Long audio files can slow down plot response. A best practice is to define a region of interest (RoI), such as a complete birdsong.

Birdsong#

To select a specific time interval, set select_time=True and define the start and end of the RoI.

tlim_roi = (0.7, 2.7) # Time interval for the RoI

copeton_syllable = Song(proj_dirs, file_id="574179401", tlim=tlim_roi)
copeton_syllable.acoustical_features(umbral_FF=1.4, NN=256, ff_method="yin", flim=(1e2, 2e4))

klicker_times = plot.spectrogram_waveform(copeton_syllable, tlim=tlim_roi, select_time=True, save=False)
../_images/82b8245288989bb3de020f786087d969b126d9361c03118b79bf12b1f20c94d0.png
copeton_syllable.play()

This function returns an array of measurements, where each element is a vector containing time and frequency range values.

Warning

If no selection is made, an error will appear.

Note

The fundamental frequency is calculated using the YIN or PYIN algorithm. While the algorithm generally provides accurate results, the initial portion of the signal may not be computed as effectively.

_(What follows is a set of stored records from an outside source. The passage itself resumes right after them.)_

// Licensed to the Apache Software Foundation (ASF) under one
// or more contributor license agreements.  See the NOTICE file
// distributed with this work for additional information
// regarding copyright ownership.  The ASF licenses this file
// to you under the Apache License, Version 2.0 (the
// "License"); you may not use this file except in compliance
// with the License.  You may obtain a copy of the License at
//
//   http://www.apache.org/licenses/LICENSE-2.0
//
// Unless required by applicable law or agreed to in writing,
// software distributed under the License is distributed on an
// "AS IS" BASIS, WITHOUT WARRANTIES OR CONDITIONS OF ANY
// KIND, either express or implied.  See the License for the
// specific language governing permissions and limitations
// under the License.

use clap::Arg;
use ds_sketches::common::NumStdDev;
use ds_sketches::hll;
use ds_sketches::hll::HllSketch;
use ds_sketches::hll::HllUnion;

use super::Adapter;
use crate::error::Error;
use crate::options::OptionSet;
use crate::query::QueryResult;

const LG_K: &str = "lgk";

/// `ds hll`: HyperLogLog distinct counting over whole lines.
#[derive(Debug)]
pub struct Cardinality;

impl Adapter for Cardinality {
    type Sketch = HllSketch;

    const USAGE_NAME: &'static str = "ds hll";

    fn args() -> Vec<Arg> {
        vec![
            Arg::new(LG_K)
                .long(LG_K)
                .value_name("LGK")
                .num_args(1)
                .help("parameter lgK = log2(k), 4..=21 (default 12)"),
        ]
    }

    fn build(opts: &OptionSet) -> Result<HllSketch, Error> {
        Ok(HllSketch::new(lg_k(opts)?.unwrap_or(hll::DEFAULT_LG_K)))
    }

    fn update_one(sketch: &mut HllSketch, line: &str, _opts: &OptionSet) -> Result<(), Error> {
        sketch.update(line);
        Ok(())
    }

    fn merge(list: &[HllSketch], opts: &OptionSet) -> Result<HllSketch, Error> {
        let last = list.last().map_or(hll::DEFAULT_LG_K, HllSketch::lg_config_k);
        let mut union = HllUnion::new(lg_k(opts)?.unwrap_or(last));
        for sketch in list {
            union.update(sketch);
        }
        Ok(union.result())
    }

    fn query(sketch: &HllSketch, _opts: &OptionSet) -> Result<QueryResult, Error> {
        let mut result = QueryResult::new();
        result.push(format!(
            "{:.6} {:.6} {:.6}",
            sketch.lower_bound(NumStdDev::Two),
            sketch.estimate(),
            sketch.upper_bound(NumStdDev::Two)
        ));
        Ok(result)
    }

    fn serialize(sketch: &HllSketch) -> Vec<u8> {
        sketch.serialize()
    }

    fn deserialize(bytes: &[u8]) -> Result<HllSketch, Error> {
        HllSketch::deserialize(bytes).map_err(Error::invalid_sketch)
    }
}

fn lg_k(opts: &OptionSet) -> Result<Option<u8>, Error> {
    let Some(lg_k) = opts.parse_value::<u8>(LG_K)? else {
        return Ok(None);
    };
    if !(hll::MIN_LG_K..=hll::MAX_LG_K).contains(&lg_k) {
        return Err(Error::config_invalid(
            LG_K,
            format!(
                "lgk must be in [{}, {}], got {lg_k}",
                hll::MIN_LG_K,
                hll::MAX_LG_K
            ),
        ));
    }
    Ok(Some(lg_k))
}

#[cfg(test)]
mod tests {
    use super::*;

    fn opts(args: &[&str]) -> OptionSet {
        let args: Vec<String> = args.iter().map(|s| s.to_string()).collect();
        OptionSet::parse(&mut Cardinality::command(), &args).unwrap()
    }

    #[test]
    fn test_build_honors_lgk() {
        assert_eq!(Cardinality::build(&opts(&[])).unwrap().lg_config_k(), 12);
        assert_eq!(Cardinality::build(&opts(&["-lgk", "8"])).unwrap().lg_config_k(), 8);
        assert!(Cardinality::build(&opts(&["-lgk", "30"])).is_err());
    }

    #[test]
    fn test_merge_uses_last_capacity() {
        let none = opts(&[]);
        let mut a = Cardinality::build(&opts(&["-lgk", "10"])).unwrap();
        let mut b = Cardinality::build(&opts(&["-lgk", "11"])).unwrap();
        for i in 0..100 {
            Cardinality::update_one(&mut a, &i.to_string(), &none).unwrap();
            Cardinality::update_one(&mut b, &(i + 50).to_string(), &none).unwrap();
        }
        let merged = Cardinality::merge(&[a, b], &none).unwrap();
        assert!((merged.estimate() - 150.0).abs() < 5.0);
    }

    #[test]
    fn test_query_empty() {
        let sketch = Cardinality::build(&opts(&[])).unwrap();
        let result = Cardinality::query(&sketch, &opts(&[])).unwrap();
        assert_eq!(result.lines(), &["0.000000 0.000000 0.000000".to_string()]);
    }
}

data = get_roi(klicker_times)
tlim, flim = data[0] # index = 0: first pair
# Add the initial time from the syllable
t0 = tlim[0] + copeton_syllable.t0_bs
tend = tlim[1] + copeton_syllable.t0_bs
print(f"Region of Interest: (tini = {t0:.4f} s, tend = {tend:.4f} s)")
Region of Interest: (tini = 0.8781 s, tend = 1.3006 s)

Syllable#

Define a syllable object within the selected RoI

# tlim = (0.8781, 1.3006) # For testing purpose
copeton_syllable_0 = Syllable(obj=copeton_syllable, tlim=tlim, type="intro-down", no_syllable="0")
copeton_syllable_0.acoustical_features(NN=256)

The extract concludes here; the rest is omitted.